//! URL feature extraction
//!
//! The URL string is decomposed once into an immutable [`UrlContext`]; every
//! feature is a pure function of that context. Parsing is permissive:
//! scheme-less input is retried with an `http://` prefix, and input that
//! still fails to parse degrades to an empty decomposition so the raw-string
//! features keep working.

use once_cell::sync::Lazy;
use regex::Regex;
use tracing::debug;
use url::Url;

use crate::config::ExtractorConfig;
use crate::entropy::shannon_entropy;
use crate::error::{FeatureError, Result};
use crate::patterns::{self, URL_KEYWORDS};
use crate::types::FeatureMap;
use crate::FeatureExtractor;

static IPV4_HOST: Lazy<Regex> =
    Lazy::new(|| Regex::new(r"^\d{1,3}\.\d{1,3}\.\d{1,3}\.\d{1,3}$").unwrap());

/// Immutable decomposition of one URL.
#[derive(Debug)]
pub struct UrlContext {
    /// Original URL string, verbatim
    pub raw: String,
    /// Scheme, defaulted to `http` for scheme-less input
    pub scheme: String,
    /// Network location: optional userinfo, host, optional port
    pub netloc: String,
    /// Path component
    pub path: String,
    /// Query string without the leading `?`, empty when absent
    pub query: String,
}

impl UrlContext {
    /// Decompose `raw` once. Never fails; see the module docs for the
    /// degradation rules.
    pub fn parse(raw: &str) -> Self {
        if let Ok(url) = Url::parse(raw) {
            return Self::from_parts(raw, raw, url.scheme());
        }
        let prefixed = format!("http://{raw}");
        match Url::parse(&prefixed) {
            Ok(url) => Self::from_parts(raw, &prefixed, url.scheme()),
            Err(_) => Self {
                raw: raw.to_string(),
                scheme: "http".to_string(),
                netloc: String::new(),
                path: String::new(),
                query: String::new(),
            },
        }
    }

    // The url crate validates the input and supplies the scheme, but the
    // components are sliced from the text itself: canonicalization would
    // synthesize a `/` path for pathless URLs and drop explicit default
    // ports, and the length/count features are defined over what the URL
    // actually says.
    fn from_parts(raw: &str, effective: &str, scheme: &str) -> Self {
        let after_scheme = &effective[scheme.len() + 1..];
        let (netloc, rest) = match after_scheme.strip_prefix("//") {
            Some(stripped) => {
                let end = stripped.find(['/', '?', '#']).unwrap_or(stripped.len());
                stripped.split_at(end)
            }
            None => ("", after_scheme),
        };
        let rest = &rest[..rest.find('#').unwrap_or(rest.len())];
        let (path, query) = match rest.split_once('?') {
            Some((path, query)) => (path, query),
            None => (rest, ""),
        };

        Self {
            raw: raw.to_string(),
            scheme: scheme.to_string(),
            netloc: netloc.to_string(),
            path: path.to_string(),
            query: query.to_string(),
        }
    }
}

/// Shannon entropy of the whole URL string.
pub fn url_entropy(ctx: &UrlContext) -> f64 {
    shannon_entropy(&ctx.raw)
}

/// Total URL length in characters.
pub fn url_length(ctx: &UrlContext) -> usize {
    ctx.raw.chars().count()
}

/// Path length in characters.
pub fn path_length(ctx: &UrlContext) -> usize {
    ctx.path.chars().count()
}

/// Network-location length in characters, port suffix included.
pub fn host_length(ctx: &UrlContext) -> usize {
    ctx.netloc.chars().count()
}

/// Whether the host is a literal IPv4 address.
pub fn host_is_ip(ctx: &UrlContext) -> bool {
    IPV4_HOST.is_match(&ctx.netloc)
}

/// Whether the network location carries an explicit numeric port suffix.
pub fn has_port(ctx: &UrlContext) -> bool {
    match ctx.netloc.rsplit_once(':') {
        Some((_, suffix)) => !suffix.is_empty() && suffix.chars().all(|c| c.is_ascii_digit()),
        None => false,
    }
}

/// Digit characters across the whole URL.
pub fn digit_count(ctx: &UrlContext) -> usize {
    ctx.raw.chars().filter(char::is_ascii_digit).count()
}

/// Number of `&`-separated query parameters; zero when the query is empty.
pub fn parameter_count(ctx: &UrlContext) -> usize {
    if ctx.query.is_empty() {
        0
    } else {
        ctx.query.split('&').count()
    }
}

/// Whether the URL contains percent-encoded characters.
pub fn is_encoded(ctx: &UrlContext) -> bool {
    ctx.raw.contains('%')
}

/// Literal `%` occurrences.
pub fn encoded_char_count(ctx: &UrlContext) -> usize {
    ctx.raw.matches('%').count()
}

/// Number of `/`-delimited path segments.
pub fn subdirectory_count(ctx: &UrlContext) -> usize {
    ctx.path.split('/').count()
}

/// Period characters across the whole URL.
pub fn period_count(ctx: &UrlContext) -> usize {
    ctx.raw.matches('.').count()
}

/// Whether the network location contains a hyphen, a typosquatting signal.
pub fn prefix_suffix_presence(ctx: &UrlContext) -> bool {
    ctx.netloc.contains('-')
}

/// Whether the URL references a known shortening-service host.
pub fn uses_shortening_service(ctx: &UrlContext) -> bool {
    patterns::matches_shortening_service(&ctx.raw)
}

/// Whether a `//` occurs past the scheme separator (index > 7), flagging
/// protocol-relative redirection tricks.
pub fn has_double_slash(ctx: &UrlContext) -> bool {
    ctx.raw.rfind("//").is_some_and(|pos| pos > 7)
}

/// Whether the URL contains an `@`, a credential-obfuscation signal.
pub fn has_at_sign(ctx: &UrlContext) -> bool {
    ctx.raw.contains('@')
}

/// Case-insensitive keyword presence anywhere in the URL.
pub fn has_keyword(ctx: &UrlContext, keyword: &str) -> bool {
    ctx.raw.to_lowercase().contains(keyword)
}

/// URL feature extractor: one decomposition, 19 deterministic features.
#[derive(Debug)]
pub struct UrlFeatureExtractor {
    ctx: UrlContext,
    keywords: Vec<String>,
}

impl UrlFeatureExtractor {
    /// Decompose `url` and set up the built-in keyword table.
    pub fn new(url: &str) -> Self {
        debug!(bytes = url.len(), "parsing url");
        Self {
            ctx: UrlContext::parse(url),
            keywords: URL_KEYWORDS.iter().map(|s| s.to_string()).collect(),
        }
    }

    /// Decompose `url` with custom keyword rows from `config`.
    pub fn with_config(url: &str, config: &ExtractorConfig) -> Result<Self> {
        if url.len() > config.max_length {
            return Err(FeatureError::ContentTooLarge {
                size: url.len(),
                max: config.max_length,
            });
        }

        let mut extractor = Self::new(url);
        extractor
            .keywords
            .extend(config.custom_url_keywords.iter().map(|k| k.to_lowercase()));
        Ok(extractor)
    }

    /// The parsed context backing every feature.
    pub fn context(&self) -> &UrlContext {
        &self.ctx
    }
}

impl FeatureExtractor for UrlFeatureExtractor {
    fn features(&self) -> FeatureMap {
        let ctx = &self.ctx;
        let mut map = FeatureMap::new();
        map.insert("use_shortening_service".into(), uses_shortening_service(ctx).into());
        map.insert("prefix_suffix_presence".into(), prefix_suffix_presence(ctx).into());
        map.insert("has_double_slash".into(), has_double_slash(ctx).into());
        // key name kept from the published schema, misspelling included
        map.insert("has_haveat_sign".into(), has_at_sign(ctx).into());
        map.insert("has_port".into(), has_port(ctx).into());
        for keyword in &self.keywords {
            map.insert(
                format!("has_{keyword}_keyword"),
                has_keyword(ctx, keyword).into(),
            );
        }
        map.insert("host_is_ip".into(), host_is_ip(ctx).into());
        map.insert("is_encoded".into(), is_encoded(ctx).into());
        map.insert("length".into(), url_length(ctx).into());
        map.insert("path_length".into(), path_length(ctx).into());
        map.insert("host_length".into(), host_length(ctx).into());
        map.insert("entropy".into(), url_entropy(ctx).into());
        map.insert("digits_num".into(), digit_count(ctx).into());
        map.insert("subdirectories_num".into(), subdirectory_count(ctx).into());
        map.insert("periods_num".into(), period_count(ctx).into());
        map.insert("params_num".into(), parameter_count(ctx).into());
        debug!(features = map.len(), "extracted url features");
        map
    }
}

********************

Required action
Take exactly the lines from the one containing "pub fn url_entropy(ctx: &UrlContext)" through the one containing "literal IPv4 address." in the data above, and output them with nothing added.

Solution to this exercise
pub fn url_entropy(ctx: &UrlContext) -> f64 {
    shannon_entropy(&ctx.raw)
}

/// Total URL length in characters.
pub fn url_length(ctx: &UrlContext) -> usize {
    ctx.raw.chars().count()
}

/// Path length in characters.
pub fn path_length(ctx: &UrlContext) -> usize {
    ctx.path.chars().count()
}

/// Network-location length in characters, port suffix included.
pub fn host_length(ctx: &UrlContext) -> usize {
    ctx.netloc.chars().count()
}

/// Whether the host is a literal IPv4 address.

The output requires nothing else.